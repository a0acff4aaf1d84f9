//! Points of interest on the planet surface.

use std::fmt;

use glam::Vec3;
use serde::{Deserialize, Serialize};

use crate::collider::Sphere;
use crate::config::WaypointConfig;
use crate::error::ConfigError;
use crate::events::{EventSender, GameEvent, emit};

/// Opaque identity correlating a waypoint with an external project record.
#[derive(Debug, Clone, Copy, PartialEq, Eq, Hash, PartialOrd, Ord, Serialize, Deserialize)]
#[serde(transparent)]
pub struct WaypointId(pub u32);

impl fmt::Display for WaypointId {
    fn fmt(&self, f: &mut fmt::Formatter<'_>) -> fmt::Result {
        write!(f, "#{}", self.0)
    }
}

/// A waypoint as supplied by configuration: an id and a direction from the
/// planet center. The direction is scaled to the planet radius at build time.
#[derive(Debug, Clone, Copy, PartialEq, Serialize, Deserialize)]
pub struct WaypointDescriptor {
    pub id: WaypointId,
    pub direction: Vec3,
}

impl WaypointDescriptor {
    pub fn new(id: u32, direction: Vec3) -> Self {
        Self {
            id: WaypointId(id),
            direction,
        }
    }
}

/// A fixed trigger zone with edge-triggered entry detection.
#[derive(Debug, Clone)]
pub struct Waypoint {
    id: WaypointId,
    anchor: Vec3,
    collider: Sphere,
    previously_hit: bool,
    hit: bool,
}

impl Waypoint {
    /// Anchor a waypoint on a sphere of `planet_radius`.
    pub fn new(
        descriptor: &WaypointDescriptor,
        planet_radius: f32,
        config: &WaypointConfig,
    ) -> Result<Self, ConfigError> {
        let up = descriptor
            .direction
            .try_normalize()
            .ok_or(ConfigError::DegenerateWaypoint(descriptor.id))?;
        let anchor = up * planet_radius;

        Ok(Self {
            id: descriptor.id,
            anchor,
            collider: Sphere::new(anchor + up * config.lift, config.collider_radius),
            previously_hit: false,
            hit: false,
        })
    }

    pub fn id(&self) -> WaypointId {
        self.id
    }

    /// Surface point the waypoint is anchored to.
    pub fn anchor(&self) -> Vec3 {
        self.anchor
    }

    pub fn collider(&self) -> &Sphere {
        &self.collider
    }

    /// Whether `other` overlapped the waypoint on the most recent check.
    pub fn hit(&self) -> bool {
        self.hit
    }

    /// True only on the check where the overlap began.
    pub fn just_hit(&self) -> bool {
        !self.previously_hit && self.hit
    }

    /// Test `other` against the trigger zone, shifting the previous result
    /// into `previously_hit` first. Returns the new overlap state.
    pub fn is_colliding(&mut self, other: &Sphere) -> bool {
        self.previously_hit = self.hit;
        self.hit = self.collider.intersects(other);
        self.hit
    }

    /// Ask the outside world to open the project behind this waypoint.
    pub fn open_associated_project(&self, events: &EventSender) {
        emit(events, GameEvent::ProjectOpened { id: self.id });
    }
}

------------------------------------------------

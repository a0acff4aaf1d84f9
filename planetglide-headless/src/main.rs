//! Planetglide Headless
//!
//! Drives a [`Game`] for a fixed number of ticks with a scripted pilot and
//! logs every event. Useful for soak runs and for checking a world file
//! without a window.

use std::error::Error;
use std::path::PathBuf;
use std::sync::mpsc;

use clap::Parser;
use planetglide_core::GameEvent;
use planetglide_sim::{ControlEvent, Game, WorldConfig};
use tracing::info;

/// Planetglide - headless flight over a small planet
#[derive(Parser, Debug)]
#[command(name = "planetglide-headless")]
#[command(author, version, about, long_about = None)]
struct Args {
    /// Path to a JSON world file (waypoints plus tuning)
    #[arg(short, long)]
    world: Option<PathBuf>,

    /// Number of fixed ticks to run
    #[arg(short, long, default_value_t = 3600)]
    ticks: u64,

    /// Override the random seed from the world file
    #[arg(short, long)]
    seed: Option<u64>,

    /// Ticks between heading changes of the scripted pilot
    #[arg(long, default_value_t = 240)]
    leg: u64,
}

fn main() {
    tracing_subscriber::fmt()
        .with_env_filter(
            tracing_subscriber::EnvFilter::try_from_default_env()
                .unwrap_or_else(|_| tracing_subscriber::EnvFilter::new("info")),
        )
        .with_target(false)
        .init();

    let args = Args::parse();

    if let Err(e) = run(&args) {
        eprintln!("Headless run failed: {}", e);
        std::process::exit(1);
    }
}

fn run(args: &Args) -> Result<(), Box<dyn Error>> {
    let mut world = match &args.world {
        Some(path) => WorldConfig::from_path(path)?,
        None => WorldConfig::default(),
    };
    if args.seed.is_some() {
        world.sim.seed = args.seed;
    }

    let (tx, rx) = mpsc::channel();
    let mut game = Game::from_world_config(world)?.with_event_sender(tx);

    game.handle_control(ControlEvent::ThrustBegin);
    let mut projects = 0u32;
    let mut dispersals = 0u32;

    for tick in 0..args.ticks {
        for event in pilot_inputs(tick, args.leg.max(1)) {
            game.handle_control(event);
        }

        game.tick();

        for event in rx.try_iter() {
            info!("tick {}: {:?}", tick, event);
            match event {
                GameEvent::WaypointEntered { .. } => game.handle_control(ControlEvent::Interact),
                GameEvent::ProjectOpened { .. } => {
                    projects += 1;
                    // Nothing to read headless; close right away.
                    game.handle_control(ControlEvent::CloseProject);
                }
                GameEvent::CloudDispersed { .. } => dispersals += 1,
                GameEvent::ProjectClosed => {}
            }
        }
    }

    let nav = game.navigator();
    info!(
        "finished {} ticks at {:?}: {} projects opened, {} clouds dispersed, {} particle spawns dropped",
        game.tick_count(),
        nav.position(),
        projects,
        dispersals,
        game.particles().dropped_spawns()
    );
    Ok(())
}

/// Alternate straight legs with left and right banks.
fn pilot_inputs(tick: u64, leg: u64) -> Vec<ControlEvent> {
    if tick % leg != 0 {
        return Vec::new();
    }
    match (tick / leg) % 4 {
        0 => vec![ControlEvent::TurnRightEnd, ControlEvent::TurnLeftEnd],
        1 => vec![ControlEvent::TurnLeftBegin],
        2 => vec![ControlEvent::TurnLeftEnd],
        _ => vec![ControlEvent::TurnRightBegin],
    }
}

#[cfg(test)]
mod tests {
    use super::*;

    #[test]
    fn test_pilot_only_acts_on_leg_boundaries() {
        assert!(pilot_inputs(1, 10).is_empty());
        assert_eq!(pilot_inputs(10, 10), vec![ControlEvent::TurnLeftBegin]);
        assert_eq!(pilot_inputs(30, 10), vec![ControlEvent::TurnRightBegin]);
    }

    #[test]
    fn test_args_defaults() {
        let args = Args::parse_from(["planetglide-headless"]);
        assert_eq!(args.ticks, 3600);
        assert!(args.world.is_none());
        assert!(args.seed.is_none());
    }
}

------------------------------------------------

> _ASSIGNMENT_
Your task is to transcribe, with no changes, only the lines of the listing above that lie between the line holding "use planetglide_core::GameEvent;" and the line holding "game.handle_control(ControlEvent::CloseProject);", inclusive.

> _OUTPUT FOR THIS TASK_
use planetglide_core::GameEvent;
use planetglide_sim::{ControlEvent, Game, WorldConfig};
use tracing::info;

/// Planetglide - headless flight over a small planet
#[derive(Parser, Debug)]
#[command(name = "planetglide-headless")]
#[command(author, version, about, long_about = None)]
struct Args {
    /// Path to a JSON world file (waypoints plus tuning)
    #[arg(short, long)]
    world: Option<PathBuf>,

    /// Number of fixed ticks to run
    #[arg(short, long, default_value_t = 3600)]
    ticks: u64,

    /// Override the random seed from the world file
    #[arg(short, long)]
    seed: Option<u64>,

    /// Ticks between heading changes of the scripted pilot
    #[arg(long, default_value_t = 240)]
    leg: u64,
}

fn main() {
    tracing_subscriber::fmt()
        .with_env_filter(
            tracing_subscriber::EnvFilter::try_from_default_env()
                .unwrap_or_else(|_| tracing_subscriber::EnvFilter::new("info")),
        )
        .with_target(false)
        .init();

    let args = Args::parse();

    if let Err(e) = run(&args) {
        eprintln!("Headless run failed: {}", e);
        std::process::exit(1);
    }
}

fn run(args: &Args) -> Result<(), Box<dyn Error>> {
    let mut world = match &args.world {
        Some(path) => WorldConfig::from_path(path)?,
        None => WorldConfig::default(),
    };
    if args.seed.is_some() {
        world.sim.seed = args.seed;
    }

    let (tx, rx) = mpsc::channel();
    let mut game = Game::from_world_config(world)?.with_event_sender(tx);

    game.handle_control(ControlEvent::ThrustBegin);
    let mut projects = 0u32;
    let mut dispersals = 0u32;

    for tick in 0..args.ticks {
        for event in pilot_inputs(tick, args.leg.max(1)) {
            game.handle_control(event);
        }

        game.tick();

        for event in rx.try_iter() {
            info!("tick {}: {:?}", tick, event);
            match event {
                GameEvent::WaypointEntered { .. } => game.handle_control(ControlEvent::Interact),
                GameEvent::ProjectOpened { .. } => {
                    projects += 1;
                    // Nothing to read headless; close right away.
                    game.handle_control(ControlEvent::CloseProject);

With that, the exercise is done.